**WHAT THIS TASK INVOLVES**
Below is a listing; restate from it, character for character, the lines beginning at the line holding "use fincoach_core::AgentError;" and ending at the line holding "to compile parameter", both included.

---------- DATASET ----------

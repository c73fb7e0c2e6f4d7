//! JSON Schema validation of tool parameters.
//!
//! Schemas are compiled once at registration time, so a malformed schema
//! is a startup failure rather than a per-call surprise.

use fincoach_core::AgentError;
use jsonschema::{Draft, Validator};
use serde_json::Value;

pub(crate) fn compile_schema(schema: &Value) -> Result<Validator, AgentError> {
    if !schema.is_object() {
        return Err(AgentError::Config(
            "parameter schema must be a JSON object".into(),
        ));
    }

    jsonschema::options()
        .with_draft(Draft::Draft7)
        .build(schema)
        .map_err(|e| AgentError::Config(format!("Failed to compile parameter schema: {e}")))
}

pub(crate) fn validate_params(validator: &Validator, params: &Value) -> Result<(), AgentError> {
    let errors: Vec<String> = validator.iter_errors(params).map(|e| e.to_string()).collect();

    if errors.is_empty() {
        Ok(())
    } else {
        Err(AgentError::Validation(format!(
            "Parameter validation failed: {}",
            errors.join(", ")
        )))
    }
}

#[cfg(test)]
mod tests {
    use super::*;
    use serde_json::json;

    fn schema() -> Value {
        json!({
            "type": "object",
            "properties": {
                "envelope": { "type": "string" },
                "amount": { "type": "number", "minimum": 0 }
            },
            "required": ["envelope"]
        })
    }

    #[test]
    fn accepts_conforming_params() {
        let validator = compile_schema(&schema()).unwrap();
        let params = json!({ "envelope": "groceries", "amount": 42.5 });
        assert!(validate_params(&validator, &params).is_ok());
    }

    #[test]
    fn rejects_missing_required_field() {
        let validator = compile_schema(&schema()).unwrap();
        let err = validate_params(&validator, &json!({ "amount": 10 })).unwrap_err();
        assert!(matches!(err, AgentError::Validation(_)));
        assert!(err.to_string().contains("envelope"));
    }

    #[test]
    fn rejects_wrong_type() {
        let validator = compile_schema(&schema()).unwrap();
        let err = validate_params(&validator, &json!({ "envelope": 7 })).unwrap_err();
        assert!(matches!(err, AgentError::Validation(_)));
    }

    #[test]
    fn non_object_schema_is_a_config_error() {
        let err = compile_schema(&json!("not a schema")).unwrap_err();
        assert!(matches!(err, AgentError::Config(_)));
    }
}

----------
---------- DATASET ----------

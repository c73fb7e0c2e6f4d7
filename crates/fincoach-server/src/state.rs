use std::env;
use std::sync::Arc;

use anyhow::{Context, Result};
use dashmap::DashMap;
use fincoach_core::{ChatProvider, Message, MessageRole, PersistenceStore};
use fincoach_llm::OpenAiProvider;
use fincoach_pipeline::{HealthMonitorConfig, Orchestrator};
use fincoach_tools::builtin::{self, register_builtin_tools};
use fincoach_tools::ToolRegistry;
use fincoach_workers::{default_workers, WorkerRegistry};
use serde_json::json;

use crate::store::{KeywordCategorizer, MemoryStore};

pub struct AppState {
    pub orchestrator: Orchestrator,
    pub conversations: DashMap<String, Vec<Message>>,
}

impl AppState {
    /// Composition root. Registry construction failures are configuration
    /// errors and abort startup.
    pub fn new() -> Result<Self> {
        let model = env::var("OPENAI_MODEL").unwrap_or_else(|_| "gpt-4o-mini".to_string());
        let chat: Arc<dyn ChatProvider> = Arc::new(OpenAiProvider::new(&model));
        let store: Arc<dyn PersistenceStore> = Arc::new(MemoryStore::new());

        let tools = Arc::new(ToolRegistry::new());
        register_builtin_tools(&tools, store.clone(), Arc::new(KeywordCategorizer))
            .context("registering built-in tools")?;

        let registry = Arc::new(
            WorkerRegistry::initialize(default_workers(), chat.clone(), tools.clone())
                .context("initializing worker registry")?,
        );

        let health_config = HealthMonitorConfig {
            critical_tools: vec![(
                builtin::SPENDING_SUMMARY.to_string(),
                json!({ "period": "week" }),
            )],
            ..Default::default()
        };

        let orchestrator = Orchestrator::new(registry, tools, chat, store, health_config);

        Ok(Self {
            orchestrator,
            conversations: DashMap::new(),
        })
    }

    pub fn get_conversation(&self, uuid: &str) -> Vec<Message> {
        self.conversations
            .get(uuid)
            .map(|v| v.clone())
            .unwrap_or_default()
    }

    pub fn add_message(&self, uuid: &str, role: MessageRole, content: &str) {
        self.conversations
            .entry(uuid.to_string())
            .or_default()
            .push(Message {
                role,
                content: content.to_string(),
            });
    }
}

----------

**EXERCISE ANSWER**
use fincoach_core::AgentError;
use jsonschema::{Draft, Validator};
use serde_json::Value;

pub(crate) fn compile_schema(schema: &Value) -> Result<Validator, AgentError> {
    if !schema.is_object() {
        return Err(AgentError::Config(
            "parameter schema must be a JSON object".into(),
        ));
    }

    jsonschema::options()
        .with_draft(Draft::Draft7)
        .build(schema)
        .map_err(|e| AgentError::Config(format!("Failed to compile parameter schema: {e}")))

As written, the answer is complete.